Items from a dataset

◆ ◆ ◆ ◆ ◆ ◆ ◆

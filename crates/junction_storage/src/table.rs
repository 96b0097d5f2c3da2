//! Row storage for a single table.
//!
//! A `Table` owns its schema, its identifier counter, and a persistent map
//! from row identifier to row. Cloning a table is O(1).

use chrono::{DateTime, Utc};
use junction_foundation::{Error, LtMap, Result, RowId, Value};

use crate::row::{Attributes, Row};
use crate::schema::TableSchema;

#[cfg(feature = "serde")]
use serde::{Deserialize, Serialize};

/// Rows of one table keyed by identifier.
///
/// Identifiers are allocated monotonically and never reused, so key order is
/// insertion order.
#[derive(Clone, Debug, PartialEq)]
#[cfg_attr(feature = "serde", derive(Serialize, Deserialize))]
pub struct Table {
    schema: TableSchema,
    next_id: RowId,
    rows: LtMap<RowId, Row>,
}

impl Table {
    /// Creates an empty table.
    #[must_use]
    pub fn new(schema: TableSchema) -> Self {
        Self {
            schema,
            next_id: RowId::FIRST,
            rows: LtMap::new(),
        }
    }

    /// Returns the table schema.
    #[must_use]
    pub fn schema(&self) -> &TableSchema {
        &self.schema
    }

    /// Returns the table name.
    #[must_use]
    pub fn name(&self) -> &str {
        &self.schema.name
    }

    /// Builds a row from named values without storing it.
    ///
    /// Columns that are not supplied, or supplied as nil, take their default
    /// (evaluated at `now`) or nil.
    ///
    /// # Errors
    ///
    /// Returns `UnknownAttribute` for a name the schema does not declare, and
    /// `MissingRequiredAttribute`, `TypeMismatch`, or `Validation` when a
    /// column rejects its value.
    pub fn build_row(&self, attrs: &Attributes, now: DateTime<Utc>) -> Result<Row> {
        if let Some((name, _)) = attrs.iter().find(|(name, _)| self.schema.column(name).is_none()) {
            return Err(Error::unknown_attribute(self.name(), name));
        }

        let mut values = Vec::with_capacity(self.schema.columns.len());
        for column in &self.schema.columns {
            let value = match attrs.get(&column.name).filter(|v| !v.is_nil()) {
                Some(value) => value.clone(),
                None if column.must_be_supplied() => {
                    return Err(Error::missing_attribute(self.name(), &column.name));
                }
                None => column
                    .default
                    .as_ref()
                    .map_or(Value::Nil, |default| default.evaluate(now)),
            };
            column.check(self.name(), &value)?;
            values.push(value);
        }

        Ok(Row::new(values))
    }

    /// Validates and stores a new row, returning its identifier.
    ///
    /// # Errors
    ///
    /// See [`Table::build_row`]. Nothing is stored on error.
    pub fn insert(&mut self, attrs: &Attributes, now: DateTime<Utc>) -> Result<RowId> {
        let row = self.build_row(attrs, now)?;
        let id = self.next_id;
        self.rows = self.rows.insert(id, row);
        self.next_id = id.next();
        Ok(id)
    }

    /// Gets a row by identifier.
    #[must_use]
    pub fn get(&self, id: RowId) -> Option<&Row> {
        self.rows.get(&id)
    }

    /// Gets a single column value of a row.
    #[must_use]
    pub fn value(&self, id: RowId, column: &str) -> Option<&Value> {
        let index = self.schema.column_index(column)?;
        self.get(id)?.get(index)
    }

    /// Returns true if a row with this identifier exists.
    #[must_use]
    pub fn exists(&self, id: RowId) -> bool {
        self.rows.contains_key(&id)
    }

    /// Checks that a row exists.
    ///
    /// # Errors
    ///
    /// Returns `RowNotFound` if it does not.
    pub fn validate(&self, id: RowId) -> Result<()> {
        if self.exists(id) {
            Ok(())
        } else {
            Err(Error::row_not_found(self.name(), id))
        }
    }

    /// Replaces one column value of an existing row.
    ///
    /// # Errors
    ///
    /// Returns `RowNotFound`, `UnknownAttribute`, or the column's own check
    /// failure.
    pub fn update(&mut self, id: RowId, column: &str, value: Value) -> Result<()> {
        let index = self
            .schema
            .column_index(column)
            .ok_or_else(|| Error::unknown_attribute(self.name(), column))?;
        self.schema.columns[index].check(self.name(), &value)?;

        let row = self
            .rows
            .get(&id)
            .ok_or_else(|| Error::row_not_found(self.name(), id))?;
        self.rows = self.rows.insert(id, row.with(index, value));
        Ok(())
    }

    /// Removes a row, returning it.
    ///
    /// # Errors
    ///
    /// Returns `RowNotFound` if the row does not exist.
    pub fn remove(&mut self, id: RowId) -> Result<Row> {
        let row = self
            .rows
            .get(&id)
            .cloned()
            .ok_or_else(|| Error::row_not_found(self.name(), id))?;
        self.rows = self.rows.remove(&id);
        Ok(row)
    }

    /// Iterates over rows in insertion order.
    pub fn iter(&self) -> impl Iterator<Item = (RowId, &Row)> {
        self.rows.iter().map(|(id, row)| (*id, row))
    }

    /// Returns the number of stored rows.
    #[must_use]
    pub fn len(&self) -> usize {
        self.rows.len()
    }

    /// Returns true if the table has no rows.
    #[must_use]
    pub fn is_empty(&self) -> bool {
        self.rows.is_empty()
    }
}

◆ ◆ ◆ ◆ ◆ ◆ ◆

Exercise aim -
When you answer, set down the entries above precisely as they read.

Response area -
filename crates/junction_storage/src/table.rs
repository 96b0097d5f2c3da2
//! Row storage for a single table.
//!
//! A `Table` owns its schema, its identifier counter, and a persistent map
//! from row identifier to row. Cloning a table is O(1).

use chrono::{DateTime, Utc};
use junction_foundation::{Error, LtMap, Result, RowId, Value};

use crate::row::{Attributes, Row};
use crate::schema::TableSchema;

#[cfg(feature = "serde")]
use serde::{Deserialize, Serialize};

/// Rows of one table keyed by identifier.
///
/// Identifiers are allocated monotonically and never reused, so key order is
/// insertion order.
#[derive(Clone, Debug, PartialEq)]
#[cfg_attr(feature = "serde", derive(Serialize, Deserialize))]
pub struct Table {
    schema: TableSchema,
    next_id: RowId,
    rows: LtMap<RowId, Row>,
}

impl Table {
    /// Creates an empty table.
    #[must_use]
    pub fn new(schema: TableSchema) -> Self {
        Self {
            schema,
            next_id: RowId::FIRST,
            rows: LtMap::new(),
        }
    }

    /// Returns the table schema.
    #[must_use]
    pub fn schema(&self) -> &TableSchema {
        &self.schema
    }

    /// Returns the table name.
    #[must_use]
    pub fn name(&self) -> &str {
        &self.schema.name
    }

    /// Builds a row from named values without storing it.
    ///
    /// Columns that are not supplied, or supplied as nil, take their default
    /// (evaluated at `now`) or nil.
    ///
    /// # Errors
    ///
    /// Returns `UnknownAttribute` for a name the schema does not declare, and
    /// `MissingRequiredAttribute`, `TypeMismatch`, or `Validation` when a
    /// column rejects its value.
    pub fn build_row(&self, attrs: &Attributes, now: DateTime<Utc>) -> Result<Row> {
        if let Some((name, _)) = attrs.iter().find(|(name, _)| self.schema.column(name).is_none()) {
            return Err(Error::unknown_attribute(self.name(), name));
        }

        let mut values = Vec::with_capacity(self.schema.columns.len());
        for column in &self.schema.columns {
            let value = match attrs.get(&column.name).filter(|v| !v.is_nil()) {
                Some(value) => value.clone(),
                None if column.must_be_supplied() => {
                    return Err(Error::missing_attribute(self.name(), &column.name));
                }
                None => column
                    .default
                    .as_ref()
                    .map_or(Value::Nil, |default| default.evaluate(now)),
            };
            column.check(self.name(), &value)?;
            values.push(value);
        }

        Ok(Row::new(values))
    }

    /// Validates and stores a new row, returning its identifier.
    ///
    /// # Errors
    ///
    /// See [`Table::build_row`]. Nothing is stored on error.
    pub fn insert(&mut self, attrs: &Attributes, now: DateTime<Utc>) -> Result<RowId> {
        let row = self.build_row(attrs, now)?;
        let id = self.next_id;
        self.rows = self.rows.insert(id, row);
        self.next_id = id.next();
        Ok(id)
    }

    /// Gets a row by identifier.
    #[must_use]
    pub fn get(&self, id: RowId) -> Option<&Row> {
        self.rows.get(&id)
    }

    /// Gets a single column value of a row.
    #[must_use]
    pub fn value(&self, id: RowId, column: &str) -> Option<&Value> {
        let index = self.schema.column_index(column)?;
        self.get(id)?.get(index)
    }

    /// Returns true if a row with this identifier exists.
    #[must_use]
    pub fn exists(&self, id: RowId) -> bool {
        self.rows.contains_key(&id)
    }

    /// Checks that a row exists.
    ///
    /// # Errors
    ///
    /// Returns `RowNotFound` if it does not.
    pub fn validate(&self, id: RowId) -> Result<()> {
        if self.exists(id) {
            Ok(())
        } else {
            Err(Error::row_not_found(self.name(), id))
        }
    }

    /// Replaces one column value of an existing row.
    ///
    /// # Errors
    ///
    /// Returns `RowNotFound`, `UnknownAttribute`, or the column's own check
    /// failure.
    pub fn update(&mut self, id: RowId, column: &str, value: Value) -> Result<()> {
        let index = self
            .schema
            .column_index(column)
            .ok_or_else(|| Error::unknown_attribute(self.name(), column))?;
        self.schema.columns[index].check(self.name(), &value)?;

        let row = self
            .rows
            .get(&id)
            .ok_or_else(|| Error::row_not_found(self.name(), id))?;
        self.rows = self.rows.insert(id, row.with(index, value));
        Ok(())
    }

    /// Removes a row, returning it.
    ///
    /// # Errors
    ///
    /// Returns `RowNotFound` if the row does not exist.
    pub fn remove(&mut self, id: RowId) -> Result<Row> {
        let row = self
            .rows
            .get(&id)
            .cloned()
            .ok_or_else(|| Error::row_not_found(self.name(), id))?;
        self.rows = self.rows.remove(&id);
        Ok(row)
    }

    /// Iterates over rows in insertion order.
    pub fn iter(&self) -> impl Iterator<Item = (RowId, &Row)> {
        self.rows.iter().map(|(id, row)| (*id, row))
    }

    /// Returns the number of stored rows.
    #[must_use]
    pub fn len(&self) -> usize {
        self.rows.len()
    }

    /// Returns true if the table has no rows.
    #[must_use]
    pub fn is_empty(&self) -> bool {
        self.rows.is_empty()
    }
}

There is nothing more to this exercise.